Enfin, les exigences en matière de communication sur l'utilisation des matériaux apparaissent prématurées dans la mesure où la phase de diagnostic du bâtiment n'est pas encore achevée. Seul ce diagnostic permettra de déterminer l'ampleur et la nature des travaux à mener sur la cathédrale.

À l'article 3, je propose de rétablir le texte adopté par l'Assemblée nationale et de préciser que le recueil et la gestion des fonds versés dans le cadre de la souscription relèvent de l'État ou de l'établissement public – disposition supprimée par le Sénat. Cette possibilité est nécessaire dans l'attente de la désignation, voire de la création, de l'établissement public compétent.

Ensuite, il n'est pas pertinent, contrairement à ce qu'a prévu le Sénat, de rendre obligatoires les conventions entre le Centre des monuments nationaux (CMN) ou les fondations reconnues d'utilité publique et l'établissement public en charge de la conservation et de la restauration de la cathédrale, destinées à assurer le respect de l'intention des donateurs, ni de les soumettre à publicité en l'absence de volonté des parties. Le texte du Sénat reviendrait également à supprimer l'information des donateurs sur l'affectation de leurs dons, pourtant indispensable au respect de leur intention. Je préconise aussi de supprimer d'autres dispositions non nécessaires ou qui relèvent du domaine réglementaire.

À l'article 7, je souhaite revenir au texte que nous avons adopté pour rétablir la possibilité, supprimée par le Sénat, que le recueil et la gestion des fonds versés dans le cadre de la souscription relèvent de l'État ou de l'établissement public.

Il en va de même à l'article 8 : il conviendrait de retenir la rédaction issue de nos travaux concernant les missions de l'établissement public qui pourrait être créé, ses modalités de gouvernance, les conditions de nomination et de fonctionnement du conseil scientifique qui lui sera rattaché, ou encore les conditions de dissolution de l'établissement.
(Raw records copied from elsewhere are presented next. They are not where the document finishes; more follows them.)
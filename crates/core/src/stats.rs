//! Rating statistics over the movie collection.
//!
//! Only ratings that carry a numeric value participate; text ratings like
//! `"N/A"` and absent ratings are excluded from every aggregate, including
//! best/worst.

use crate::library::MovieCollection;

/// Aggregate rating statistics.
#[derive(Debug, Clone, PartialEq)]
pub struct RatingStats {
    /// Arithmetic mean of all numeric ratings.
    pub average: f64,
    /// Median: middle element for odd counts, mean of the two central
    /// elements for even counts.
    pub median: f64,
    /// Every title tied at the highest rating, with that rating.
    pub best: Vec<(String, f64)>,
    /// Every title tied at the lowest rating, with that rating.
    pub worst: Vec<(String, f64)>,
}

/// Compute statistics over the collection.
///
/// Returns `None` when no rating parses as a number, so callers report
/// "no data" instead of dividing by zero.
pub fn compute_stats(movies: &MovieCollection) -> Option<RatingStats> {
    let rated: Vec<(&str, f64)> = movies
        .iter()
        .filter_map(|(title, record)| {
            record
                .rating
                .as_ref()
                .and_then(|r| r.as_value())
                .map(|v| (title.as_str(), v))
        })
        .collect();

    if rated.is_empty() {
        return None;
    }

    let average = rated.iter().map(|(_, v)| v).sum::<f64>() / rated.len() as f64;

    let mut sorted: Vec<f64> = rated.iter().map(|(_, v)| *v).collect();
    sorted.sort_by(f64::total_cmp);
    let mid = sorted.len() / 2;
    let median = if sorted.len() % 2 == 1 {
        sorted[mid]
    } else {
        (sorted[mid - 1] + sorted[mid]) / 2.0
    };

    let highest = sorted[sorted.len() - 1];
    let lowest = sorted[0];
    let at = |target: f64| {
        rated
            .iter()
            .filter(|(_, v)| *v == target)
            .map(|(title, v)| (title.to_string(), *v))
            .collect::<Vec<_>>()
    };

    Some(RatingStats {
        average,
        median,
        best: at(highest),
        worst: at(lowest),
    })
}
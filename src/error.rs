use crate::engines::Delegate;
use axum::{
    http::StatusCode,
    response::{IntoResponse, Response},
    Json,
};
use serde_json::json;
use thiserror::Error;

#[derive(Error, Debug)]
pub enum AppError {
    #[error("Conversion from {0} is not supported")]
    UnsupportedConversion(String),

    #[error("{delegate} failed: {message}")]
    DelegateFailure { delegate: Delegate, message: String },

    #[error("Engine not available: {0}")]
    EngineUnavailable(String),

    #[error("No file selected")]
    NoFileSelected,

    #[error("No converted file to download")]
    NothingToDownload,

    #[error("Unknown session: {0}")]
    SessionNotFound(String),

    #[error("A conversion is already in progress")]
    ConversionInProgress,

    #[error("Invalid request: {0}")]
    InvalidRequest(String),

    #[error("IO error: {0}")]
    IoError(#[from] std::io::Error),

    #[error("Internal error: {0}")]
    Internal(String),
}

impl AppError {
    pub fn delegate(delegate: Delegate, message: impl ToString) -> Self {
        AppError::DelegateFailure {
            delegate,
            message: message.to_string(),
        }
    }
}

impl IntoResponse for AppError {
    fn into_response(self) -> Response {
        let status = match &self {
            AppError::UnsupportedConversion(_) => StatusCode::BAD_REQUEST,
            AppError::DelegateFailure { .. } => StatusCode::UNPROCESSABLE_ENTITY,
            AppError::EngineUnavailable(_) => StatusCode::SERVICE_UNAVAILABLE,
            AppError::NoFileSelected => StatusCode::BAD_REQUEST,
            AppError::NothingToDownload => StatusCode::NOT_FOUND,
            AppError::SessionNotFound(_) => StatusCode::NOT_FOUND,
            AppError::ConversionInProgress => StatusCode::CONFLICT,
            AppError::InvalidRequest(_) => StatusCode::BAD_REQUEST,
            AppError::IoError(_) => StatusCode::INTERNAL_SERVER_ERROR,
            AppError::Internal(_) => StatusCode::INTERNAL_SERVER_ERROR,
        };

        let body = Json(json!({
            "error": self.to_string(),
        }));

        (status, body).into_response()
    }
}

pub type Result<T> = std::result::Result<T, AppError>;
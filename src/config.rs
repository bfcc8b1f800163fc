use std::path::PathBuf;

const DEFAULT_ADDR: &str = "0.0.0.0:3000";
const DEFAULT_FFMPEG: &str = "ffmpeg";
const DEFAULT_MAX_UPLOAD_MB: usize = 512;
const DEFAULT_MAX_SESSIONS: usize = 64;

/// Runtime settings, read once from the environment at startup
#[derive(Debug, Clone, PartialEq)]
pub struct Settings {
    /// Listen address (`FILEMILL_ADDR`)
    pub addr: String,
    /// ffmpeg executable (`FFMPEG_PATH`)
    pub ffmpeg_path: String,
    /// pdfium shared library file (`PDFIUM_LIB_PATH`); the system library when unset
    pub pdfium_library_path: Option<PathBuf>,
    /// Upload limit in bytes (`FILEMILL_MAX_UPLOAD_MB`)
    pub max_upload_bytes: usize,
    /// Sessions kept before the oldest is dropped (`FILEMILL_MAX_SESSIONS`)
    pub max_sessions: usize,
}

impl Default for Settings {
    fn default() -> Self {
        Self {
            addr: DEFAULT_ADDR.to_string(),
            ffmpeg_path: DEFAULT_FFMPEG.to_string(),
            pdfium_library_path: None,
            max_upload_bytes: DEFAULT_MAX_UPLOAD_MB * 1024 * 1024,
            max_sessions: DEFAULT_MAX_SESSIONS,
        }
    }
}

impl Settings {
    pub fn from_env() -> Self {
        Self::from_lookup(|key| std::env::var(key).ok())
    }

    fn from_lookup(lookup: impl Fn(&str) -> Option<String>) -> Self {
        let defaults = Self::default();
        let non_empty = |key: &str| lookup(key).filter(|v| !v.trim().is_empty());

        let max_upload_bytes = match non_empty("FILEMILL_MAX_UPLOAD_MB") {
            Some(raw) => match raw.trim().parse::<usize>() {
                Ok(mb) => mb.saturating_mul(1024 * 1024),
                Err(_) => {
                    tracing::warn!(
                        "Ignoring FILEMILL_MAX_UPLOAD_MB={:?}, using {} MB",
                        raw,
                        DEFAULT_MAX_UPLOAD_MB
                    );
                    defaults.max_upload_bytes
                }
            },
            None => defaults.max_upload_bytes,
        };

        let max_sessions = match non_empty("FILEMILL_MAX_SESSIONS") {
            Some(raw) => match raw.trim().parse::<usize>() {
                Ok(n) if n > 0 => n,
                _ => {
                    tracing::warn!(
                        "Ignoring FILEMILL_MAX_SESSIONS={:?}, using {}",
                        raw,
                        DEFAULT_MAX_SESSIONS
                    );
                    defaults.max_sessions
                }
            },
            None => defaults.max_sessions,
        };

        Self {
            addr: non_empty("FILEMILL_ADDR").unwrap_or(defaults.addr),
            ffmpeg_path: non_empty("FFMPEG_PATH").unwrap_or(defaults.ffmpeg_path),
            pdfium_library_path: non_empty("PDFIUM_LIB_PATH").map(PathBuf::from),
            max_upload_bytes,
            max_sessions,
        }
    }
}
use std::io::{Cursor, Write};
use zip::write::SimpleFileOptions;
use zip::{CompressionMethod, ZipWriter};

pub const ARCHIVE_MIME_TYPE: &str = "application/zip";
pub const ARCHIVE_EXTENSION: &str = "zip";

/// Bundle named entries into an in-memory ZIP archive, preserving order.
pub(crate) fn bundle_entries(entries: &[(String, Vec<u8>)]) -> zip::result::ZipResult<Vec<u8>> {
    let mut buffer = Vec::new();
    let mut zip = ZipWriter::new(Cursor::new(&mut buffer));
    let options = SimpleFileOptions::default().compression_method(CompressionMethod::Deflated);

    for (name, data) in entries {
        zip.start_file(name.as_str(), options)?;
        zip.write_all(data)?;
    }

    zip.finish()?;
    Ok(buffer)
}
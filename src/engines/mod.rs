mod archive;
mod ffmpeg;
mod raster;
mod pdf;
mod pdfium;
mod text;

pub use archive::ARCHIVE_EXTENSION;
pub(crate) use ffmpeg::work_file_name;
pub use ffmpeg::FfmpegTranscoder;
pub use raster::RasterEngine;
pub use pdf::PdfEngine;
pub use pdfium::PdfiumRasterizer;
pub use text::TextEngine;

use crate::error::Result;
use crate::format::Format;
use image::DynamicImage;
use async_trait::async_trait;
use bytes::Bytes;
use std::fmt;

/// Raw output of a delegate
#[derive(Debug, Clone, PartialEq)]
pub struct ConversionResult {
    pub payload: Bytes,
    pub mime_type: String,
}

impl ConversionResult {
    pub fn new(payload: impl Into<Bytes>, mime_type: impl Into<String>) -> Self {
        Self {
            payload: payload.into(),
            mime_type: mime_type.into(),
        }
    }
}

/// Outcome of routing a request
#[derive(Debug, Clone, PartialEq)]
pub enum Conversion {
    /// The requested format is the source format; nothing to produce
    NoOpNeeded,
    SingleFile(ConversionResult),
    /// Several outputs bundled into one container
    Archive(ConversionResult),
}

/// The library-backed operations the router can invoke
#[derive(Debug, Clone, Copy, PartialEq, Eq, Hash)]
pub enum Delegate {
    ImageToPdf,
    ImageToImage,
    PdfToText,
    PdfToImage,
    TextToImage,
    Transcode,
}

impl fmt::Display for Delegate {
    fn fmt(&self, f: &mut fmt::Formatter<'_>) -> fmt::Result {
        let name = match self {
            Delegate::ImageToPdf => "Image to PDF",
            Delegate::ImageToImage => "Image to image",
            Delegate::PdfToText => "PDF to text",
            Delegate::PdfToImage => "PDF to image",
            Delegate::TextToImage => "Text to image",
            Delegate::Transcode => "Transcoding",
        };
        f.write_str(name)
    }
}

#[async_trait]
pub trait ImageDelegate: Send + Sync {
    /// Place an image on a single PDF page
    async fn image_to_pdf(&self, image: &[u8], mime_type: &str) -> Result<ConversionResult>;

    /// Decode and re-encode an image in the target raster format
    async fn image_to_image(&self, image: &[u8], target: Format) -> Result<ConversionResult>;
}

#[async_trait]
pub trait PdfDelegate: Send + Sync {
    /// Extract the text of every page, each under a page-number header
    async fn pdf_to_text(&self, pdf: &[u8]) -> Result<ConversionResult>;

    /// Rasterize every page; more than one page comes back as an archive
    async fn pdf_to_image(&self, pdf: &[u8], target: Format) -> Result<Conversion>;
}

#[async_trait]
pub trait TextDelegate: Send + Sync {
    async fn text_to_pdf(&self, text: &str) -> Result<ConversionResult>;

    async fn text_to_image(&self, text: &str, target: Format) -> Result<ConversionResult>;
}

/// Audio/video transcoding engine
#[async_trait]
pub trait Transcoder: Send + Sync {
    /// Run the engine with `args` against `source` stored as `file_name`,
    /// returning the bytes the engine wrote to `output_name`.
    async fn transcode(
        &self,
        source: &[u8],
        file_name: &str,
        args: &[String],
        output_name: &str,
    ) -> Result<Vec<u8>>;
}

/// Renders PDF pages to bitmaps
#[async_trait]
pub trait PageRasterizer: Send + Sync {
    /// Render every page, in order, at `scale` times its nominal size
    async fn render_pages(&self, pdf: &[u8], scale: f32) -> Result<Vec<DynamicImage>>;
}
Toutefois, il me semble intéressant de retenir la précision pertinente apportée par le Sénat : l'établissement devra être placé sous la tutelle du ministère de la culture.

L'article 8 ter doit être conservé : il affirme le principe de l'information et la consultation de la Commission nationale du patrimoine et de l'architecture (CNPA). Mais je vous proposerai de supprimer l'article 8 bis, qui n'est pas opportun et dont la rédaction n'est pas satisfaisante.

Enfin, je ne reviens pas sur l'article 9, dont j'ai déjà parlé.

En conclusion, chers collègues, cette nouvelle lecture nous permettra de répondre à la nécessité de rebâtir la cathédrale Notre-Dame de Paris dans les meilleures conditions. En sécurisant le parcours des dons, en créant éventuellement un établissement public, et en anticipant le chantier, nous pouvons atteindre cet objectif partagé.